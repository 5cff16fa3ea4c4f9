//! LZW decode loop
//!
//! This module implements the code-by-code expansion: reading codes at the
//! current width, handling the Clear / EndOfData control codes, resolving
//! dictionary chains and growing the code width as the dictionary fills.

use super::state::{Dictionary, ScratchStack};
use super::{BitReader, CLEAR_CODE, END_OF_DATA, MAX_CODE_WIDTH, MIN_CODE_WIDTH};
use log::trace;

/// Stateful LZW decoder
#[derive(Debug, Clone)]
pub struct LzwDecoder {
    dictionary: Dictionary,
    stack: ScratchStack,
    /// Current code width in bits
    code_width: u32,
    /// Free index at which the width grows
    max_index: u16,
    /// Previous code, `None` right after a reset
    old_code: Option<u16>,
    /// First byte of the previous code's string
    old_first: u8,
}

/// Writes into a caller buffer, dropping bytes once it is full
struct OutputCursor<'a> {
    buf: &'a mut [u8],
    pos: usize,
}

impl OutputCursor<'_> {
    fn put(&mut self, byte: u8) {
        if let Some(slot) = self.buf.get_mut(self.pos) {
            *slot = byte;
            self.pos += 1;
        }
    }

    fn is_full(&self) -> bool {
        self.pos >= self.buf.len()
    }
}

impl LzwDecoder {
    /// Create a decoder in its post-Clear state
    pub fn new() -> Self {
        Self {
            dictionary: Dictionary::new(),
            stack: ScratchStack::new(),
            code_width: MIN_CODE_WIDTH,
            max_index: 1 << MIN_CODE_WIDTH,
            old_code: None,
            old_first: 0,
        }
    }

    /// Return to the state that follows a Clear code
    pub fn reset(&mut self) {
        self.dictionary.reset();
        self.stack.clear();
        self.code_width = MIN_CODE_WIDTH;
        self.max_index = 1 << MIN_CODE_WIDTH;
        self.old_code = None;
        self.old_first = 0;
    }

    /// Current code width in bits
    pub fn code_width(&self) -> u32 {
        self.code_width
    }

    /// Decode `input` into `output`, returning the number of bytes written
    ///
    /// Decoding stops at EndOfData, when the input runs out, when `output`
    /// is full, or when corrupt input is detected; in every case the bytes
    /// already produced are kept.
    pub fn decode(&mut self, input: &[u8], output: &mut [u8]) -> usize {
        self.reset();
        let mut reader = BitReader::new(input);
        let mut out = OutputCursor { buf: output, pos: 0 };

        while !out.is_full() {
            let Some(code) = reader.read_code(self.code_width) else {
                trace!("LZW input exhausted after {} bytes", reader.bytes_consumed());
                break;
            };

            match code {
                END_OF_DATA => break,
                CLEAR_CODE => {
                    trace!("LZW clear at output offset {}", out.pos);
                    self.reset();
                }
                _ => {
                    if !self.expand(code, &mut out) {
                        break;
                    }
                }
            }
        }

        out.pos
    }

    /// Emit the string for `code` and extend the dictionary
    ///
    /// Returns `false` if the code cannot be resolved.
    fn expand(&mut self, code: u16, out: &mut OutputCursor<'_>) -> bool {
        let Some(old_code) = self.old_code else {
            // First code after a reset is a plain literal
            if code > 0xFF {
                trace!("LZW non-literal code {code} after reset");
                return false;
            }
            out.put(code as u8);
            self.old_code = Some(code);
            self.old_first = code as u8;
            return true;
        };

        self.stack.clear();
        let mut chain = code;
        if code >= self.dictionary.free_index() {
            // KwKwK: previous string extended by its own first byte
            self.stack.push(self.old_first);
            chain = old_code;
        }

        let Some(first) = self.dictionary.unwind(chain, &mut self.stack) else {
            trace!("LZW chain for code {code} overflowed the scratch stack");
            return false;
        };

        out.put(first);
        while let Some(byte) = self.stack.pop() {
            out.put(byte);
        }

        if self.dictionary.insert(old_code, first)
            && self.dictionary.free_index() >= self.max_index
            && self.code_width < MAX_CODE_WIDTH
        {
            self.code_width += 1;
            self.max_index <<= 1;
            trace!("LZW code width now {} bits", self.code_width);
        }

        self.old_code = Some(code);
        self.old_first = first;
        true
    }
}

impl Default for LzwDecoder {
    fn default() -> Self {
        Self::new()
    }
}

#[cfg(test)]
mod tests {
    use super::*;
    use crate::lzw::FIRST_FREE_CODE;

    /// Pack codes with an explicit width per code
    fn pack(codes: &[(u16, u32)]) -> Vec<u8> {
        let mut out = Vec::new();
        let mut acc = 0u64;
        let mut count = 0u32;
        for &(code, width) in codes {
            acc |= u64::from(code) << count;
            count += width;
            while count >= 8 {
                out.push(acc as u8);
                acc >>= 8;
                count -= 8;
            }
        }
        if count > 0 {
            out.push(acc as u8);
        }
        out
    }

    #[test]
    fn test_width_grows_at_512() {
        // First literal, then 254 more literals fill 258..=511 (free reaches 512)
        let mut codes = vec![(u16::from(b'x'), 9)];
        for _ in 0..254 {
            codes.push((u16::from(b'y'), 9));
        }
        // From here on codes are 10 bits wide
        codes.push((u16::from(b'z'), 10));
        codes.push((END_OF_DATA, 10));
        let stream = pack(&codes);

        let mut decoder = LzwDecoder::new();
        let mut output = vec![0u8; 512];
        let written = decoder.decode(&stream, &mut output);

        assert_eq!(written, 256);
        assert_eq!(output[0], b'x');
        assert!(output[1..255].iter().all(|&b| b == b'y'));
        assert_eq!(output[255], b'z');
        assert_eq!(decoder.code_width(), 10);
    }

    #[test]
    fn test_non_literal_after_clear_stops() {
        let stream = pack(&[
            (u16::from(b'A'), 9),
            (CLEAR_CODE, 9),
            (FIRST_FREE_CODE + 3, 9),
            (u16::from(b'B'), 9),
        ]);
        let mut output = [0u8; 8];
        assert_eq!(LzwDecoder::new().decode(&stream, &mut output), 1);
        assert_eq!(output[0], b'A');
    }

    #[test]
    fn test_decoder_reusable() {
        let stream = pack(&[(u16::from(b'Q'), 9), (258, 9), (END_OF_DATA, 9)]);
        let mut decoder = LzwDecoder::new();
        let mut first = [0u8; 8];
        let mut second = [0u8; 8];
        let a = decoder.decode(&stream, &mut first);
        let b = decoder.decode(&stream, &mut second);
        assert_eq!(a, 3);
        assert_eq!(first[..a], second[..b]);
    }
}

* * * * * * * * *

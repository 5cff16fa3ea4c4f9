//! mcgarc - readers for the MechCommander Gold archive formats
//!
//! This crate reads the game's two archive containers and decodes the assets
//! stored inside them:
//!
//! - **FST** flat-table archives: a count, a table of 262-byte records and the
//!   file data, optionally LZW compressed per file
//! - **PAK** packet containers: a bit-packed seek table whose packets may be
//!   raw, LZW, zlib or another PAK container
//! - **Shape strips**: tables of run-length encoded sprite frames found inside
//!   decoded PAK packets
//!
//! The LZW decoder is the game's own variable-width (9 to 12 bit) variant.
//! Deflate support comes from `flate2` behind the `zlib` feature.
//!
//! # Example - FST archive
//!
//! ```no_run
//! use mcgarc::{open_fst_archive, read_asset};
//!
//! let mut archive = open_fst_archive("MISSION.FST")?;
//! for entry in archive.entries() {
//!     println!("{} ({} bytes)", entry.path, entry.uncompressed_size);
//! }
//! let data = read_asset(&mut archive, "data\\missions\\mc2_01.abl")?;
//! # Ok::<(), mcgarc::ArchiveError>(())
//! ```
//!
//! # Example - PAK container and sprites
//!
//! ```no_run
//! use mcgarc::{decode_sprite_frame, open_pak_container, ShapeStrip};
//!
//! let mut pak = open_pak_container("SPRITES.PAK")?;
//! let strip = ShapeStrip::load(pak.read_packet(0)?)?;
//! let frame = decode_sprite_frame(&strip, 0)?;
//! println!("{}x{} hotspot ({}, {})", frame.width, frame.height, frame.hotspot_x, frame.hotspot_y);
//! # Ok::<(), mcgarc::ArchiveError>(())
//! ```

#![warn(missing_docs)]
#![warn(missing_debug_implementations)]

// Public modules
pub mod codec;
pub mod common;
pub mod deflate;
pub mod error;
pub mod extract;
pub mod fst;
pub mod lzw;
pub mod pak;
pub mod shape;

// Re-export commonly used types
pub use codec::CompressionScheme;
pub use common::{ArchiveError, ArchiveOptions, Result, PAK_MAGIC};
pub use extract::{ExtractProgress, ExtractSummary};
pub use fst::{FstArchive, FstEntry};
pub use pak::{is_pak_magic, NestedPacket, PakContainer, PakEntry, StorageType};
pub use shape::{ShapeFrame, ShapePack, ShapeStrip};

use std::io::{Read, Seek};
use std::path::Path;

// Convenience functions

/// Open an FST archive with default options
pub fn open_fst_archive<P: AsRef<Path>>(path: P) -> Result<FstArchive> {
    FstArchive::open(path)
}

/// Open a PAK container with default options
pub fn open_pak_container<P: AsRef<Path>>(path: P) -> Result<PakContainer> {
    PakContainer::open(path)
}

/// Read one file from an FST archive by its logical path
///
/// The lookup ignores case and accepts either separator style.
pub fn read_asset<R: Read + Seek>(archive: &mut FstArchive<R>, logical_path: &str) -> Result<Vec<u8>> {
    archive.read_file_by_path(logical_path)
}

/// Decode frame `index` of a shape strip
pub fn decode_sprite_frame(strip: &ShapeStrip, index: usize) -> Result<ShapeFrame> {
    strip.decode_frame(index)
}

* * * * * * * * *

AIM OF THE EXERCISE:
Go through the data and show every line where "OutputCursor" occurs.

SOLUTION TO THIS PROBLEM:
struct OutputCursor<'a> {
impl OutputCursor<'_> {
        let mut out = OutputCursor { buf: output, pos: 0 };
    fn expand(&mut self, code: u16, out: &mut OutputCursor<'_>) -> bool {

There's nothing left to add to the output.